OPM’s strategy has been an incremental one since terminating its Retirement Modernization program in February 2011. They pulled $2.6 million from the federal retirement fund to improve its IT systems for retirement efficiencies. And the agency has reduced the backlog — which Farenthold and ranking member Rep. Stephen Lynch, D-Mass., said hasn’t been easy with a surge in early retirements from the Postal Service and sequestration — OPM still faces the challenge of processing 90 percent of claims within 60 days, a goal it set in 2012. It averages about 83 percent now.
Getting there, Lynch believes, will depend on the program moving from paper-based to electronic, which would make things more efficient and save money. “I’m a little surprised it’s taken this long,” he said.
Zawodny’s case management system, he said, will “track business workflows, which will increase transparency and efficiencies” and “create the foundation for a fully automated system of the future,” though OPM already has a number of automated processes in places for retirement modernization. Soon OPM will release a request for proposals and begin to configure that tool.
“Our effort will include an online retirement application that will help agencies ensure they submit completed retirement applications thoroughly and make information more accessible to personnel planning their retirement,” he said.
The case management system will be an early step in modernizing OPM’s 80-plus applications that are part of the greater retirement services IT mainframe, Seymour said. “So what we’re doing is taking this very incremental approach, putting in pace the case management system first, and then we’re looking at each of those applications to make sure we understand the complete functionality that they perform and how we can move them into the modern environment.”

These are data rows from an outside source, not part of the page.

//! Background image dimensions supplied by the host.

use serde::{Deserialize, Serialize};

/// Width and height of the background image, in pixels.
#[derive(Debug, Clone, Copy, PartialEq, Eq, Serialize, Deserialize)]
pub struct Dimensions {
    pub width: u32,
    pub height: u32,
}

impl Dimensions {
    #[must_use]
    pub fn new(width: u32, height: u32) -> Self {
        Self { width, height }
    }

    #[must_use]
    pub fn max_x(self) -> f64 {
        f64::from(self.width)
    }

    #[must_use]
    pub fn max_y(self) -> f64 {
        f64::from(self.height)
    }
}

/// Source of the current image dimensions.
///
/// The host implements this for whatever owns the loaded background image.
pub trait DimensionsProvider {
    fn dimensions(&self) -> Dimensions;
}

impl DimensionsProvider for Dimensions {
    fn dimensions(&self) -> Dimensions {
        *self
    }
}
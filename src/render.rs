//! Display model: a declarative description of how a line looks.
//!
//! This module never draws. It turns a [`Line`] into a [`DisplayModel`] of
//! plain shapes (stroke, arrowheads, zone circles, handles, labels) that the
//! host applies to whatever surface it renders on. It does not mutate any
//! line state.

#[cfg(test)]
#[path = "render_test.rs"]
mod render_test;

use serde::Serialize;

use crate::consts::{ARROW_ANGLE, ARROW_SIZE, LABEL_OFFSET};
use crate::dimensions::Dimensions;
use crate::line::{Handle, Line};
use crate::point::Point;
use crate::question::LineType;
use crate::zone::Zone;

/// Where a label sits relative to the line.
#[derive(Debug, Clone, Copy, PartialEq, Eq, Serialize)]
#[serde(rename_all = "lowercase")]
pub enum LabelPosition {
    Start,
    Middle,
    End,
}

/// A text label anchored at a point.
#[derive(Debug, Clone, PartialEq, Serialize)]
pub struct Label {
    pub position: LabelPosition,
    pub anchor: Point,
    pub text: String,
}

/// A draggable endpoint handle.
#[derive(Debug, Clone, Copy, PartialEq, Serialize)]
pub struct HandleShape {
    pub handle: Handle,
    pub centre: Point,
}

/// Everything needed to draw one line.
#[derive(Debug, Clone, PartialEq, Serialize)]
pub struct DisplayModel {
    pub number: usize,
    /// Stroke endpoints. For infinite lines these are the border projections.
    pub stroke: [Point; 2],
    /// Filled triangles, each `[tip, left, right]`.
    pub arrowheads: Vec<[Point; 3]>,
    /// Tolerance circles, normalized.
    pub zones: [Zone; 2],
    pub handles: [HandleShape; 2],
    /// Non-empty labels only.
    pub labels: Vec<Label>,
}

/// Build the display model for a line on an image of the given size.
#[must_use]
pub fn render(line: &Line, dims: Dimensions) -> DisplayModel {
    let (a, b) = (line.start.centre, line.end.centre);
    let angle = line.angle();

    let stroke = if line.line_type.is_infinite() {
        line.infinite_projection(dims.max_x(), dims.max_y())
    } else {
        [a, b]
    };

    let arrowheads = match line.line_type {
        LineType::LineSingleArrow => vec![arrowhead(b, angle)],
        LineType::LineDoubleArrows => vec![arrowhead(b, angle), arrowhead(a, angle + std::f64::consts::PI)],
        LineType::LineSegment | LineType::LineInfinite => Vec::new(),
    };

    DisplayModel {
        number: line.number,
        stroke,
        arrowheads,
        zones: [line.start.normalized(), line.end.normalized()],
        handles: [HandleShape { handle: Handle::Start, centre: a }, HandleShape { handle: Handle::End, centre: b }],
        labels: labels(line, angle),
    }
}

/// Render every line.
#[must_use]
pub fn render_all(lines: &[Line], dims: Dimensions) -> Vec<DisplayModel> {
    lines.iter().map(|line| render(line, dims)).collect()
}

fn arrowhead(tip: Point, angle: f64) -> [Point; 3] {
    let left = Point::new(tip.x - ARROW_SIZE * (angle - ARROW_ANGLE).cos(), tip.y - ARROW_SIZE * (angle - ARROW_ANGLE).sin());
    let right = Point::new(tip.x - ARROW_SIZE * (angle + ARROW_ANGLE).cos(), tip.y - ARROW_SIZE * (angle + ARROW_ANGLE).sin());
    [tip, left, right]
}

/// Start and end labels sit just beyond their endpoints along the line;
/// the middle label sits above the midpoint, perpendicular to the line.
fn labels(line: &Line, angle: f64) -> Vec<Label> {
    let (cos, sin) = (angle.cos(), angle.sin());
    let (a, b) = (line.start.centre, line.end.centre);
    let mid = line.midpoint();

    [
        (LabelPosition::Start, a.offset(-cos * LABEL_OFFSET, -sin * LABEL_OFFSET), &line.label_start),
        (LabelPosition::Middle, mid.offset(sin * LABEL_OFFSET, -cos * LABEL_OFFSET), &line.label_middle),
        (LabelPosition::End, b.offset(cos * LABEL_OFFSET, sin * LABEL_OFFSET), &line.label_end),
    ]
    .into_iter()
    .filter(|(_, _, text)| !text.trim().is_empty())
    .map(|(position, anchor, text)| Label { position, anchor, text: text.clone() })
    .collect()
}
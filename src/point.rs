#[cfg(test)]
#[path = "point_test.rs"]
mod point_test;

use std::fmt;

use serde::{Deserialize, Serialize};

use crate::error::FormatError;

/// A point in image coordinates (pixels, origin top-left).
#[derive(Debug, Clone, Copy, PartialEq, Default, Serialize, Deserialize)]
pub struct Point {
    pub x: f64,
    pub y: f64,
}

impl Point {
    #[must_use]
    pub fn new(x: f64, y: f64) -> Self {
        Self { x, y }
    }

    /// Parse an `"x,y"` string. Each field is rounded to the nearest integer.
    ///
    /// # Errors
    ///
    /// Returns [`FormatError`] unless the string holds exactly two numeric
    /// comma-separated fields.
    pub fn parse(s: &str) -> Result<Self, FormatError> {
        let parts: Vec<&str> = s.split(',').collect();
        if parts.len() != 2 {
            return Err(FormatError::part_count(s, ',', 2, parts.len()));
        }
        let x = parse_rounded(s, parts[0])?;
        let y = parse_rounded(s, parts[1])?;
        Ok(Self { x, y })
    }

    /// A new point shifted by `(dx, dy)`.
    #[must_use]
    pub fn offset(self, dx: f64, dy: f64) -> Self {
        Self { x: self.x + dx, y: self.y + dy }
    }

    /// A new point shifted by the coordinates of `other`.
    #[must_use]
    pub fn offset_by(self, other: Point) -> Self {
        self.offset(other.x, other.y)
    }

    /// Translate this point in place.
    pub fn move_by(&mut self, dx: f64, dy: f64) {
        self.x += dx;
        self.y += dy;
    }

    /// Scale both coordinates by `ratio`.
    #[must_use]
    pub fn scaled(self, ratio: f64) -> Self {
        Self { x: self.x * ratio, y: self.y * ratio }
    }

    /// Euclidean distance to `other`.
    #[must_use]
    pub fn distance_to(self, other: Point) -> f64 {
        (self.x - other.x).hypot(self.y - other.y)
    }

    /// This point with both coordinates rounded to whole pixels.
    #[must_use]
    pub fn rounded(self) -> Self {
        Self { x: self.x.round(), y: self.y.round() }
    }
}

impl fmt::Display for Point {
    fn fmt(&self, f: &mut fmt::Formatter<'_>) -> fmt::Result {
        write!(f, "{},{}", round_px(self.x), round_px(self.y))
    }
}

/// Round to the nearest whole pixel, half away from zero.
#[allow(clippy::cast_possible_truncation)]
#[must_use]
pub fn round_px(v: f64) -> i64 {
    v.round() as i64
}

fn parse_rounded(input: &str, field: &str) -> Result<f64, FormatError> {
    let trimmed = field.trim();
    match trimmed.parse::<f64>() {
        Ok(v) if v.is_finite() => Ok(v.round()),
        _ => Err(FormatError::not_numeric(input, trimmed)),
    }
}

The Government Accountability Office published a
report on OPM’s IT modernization efforts, and Valerie Melvin, GAO’s director of information management and technology resources issues, pointed to oversight and project management as the main flaw in OPM’s failure to get with the times. She called on Seymour, as CIO, and Zawodny on the business side to take a greater oversight role in ensuring the IT is successful and impactful.
“What we are looking for from a standpoint of what OPM does is to have clearly defined plans and a very detailed, tactical approach to addressing these kinds of complexities,” Melvin said in testimony. Modernization will be “complex, yes,” she said. “But not impossible.”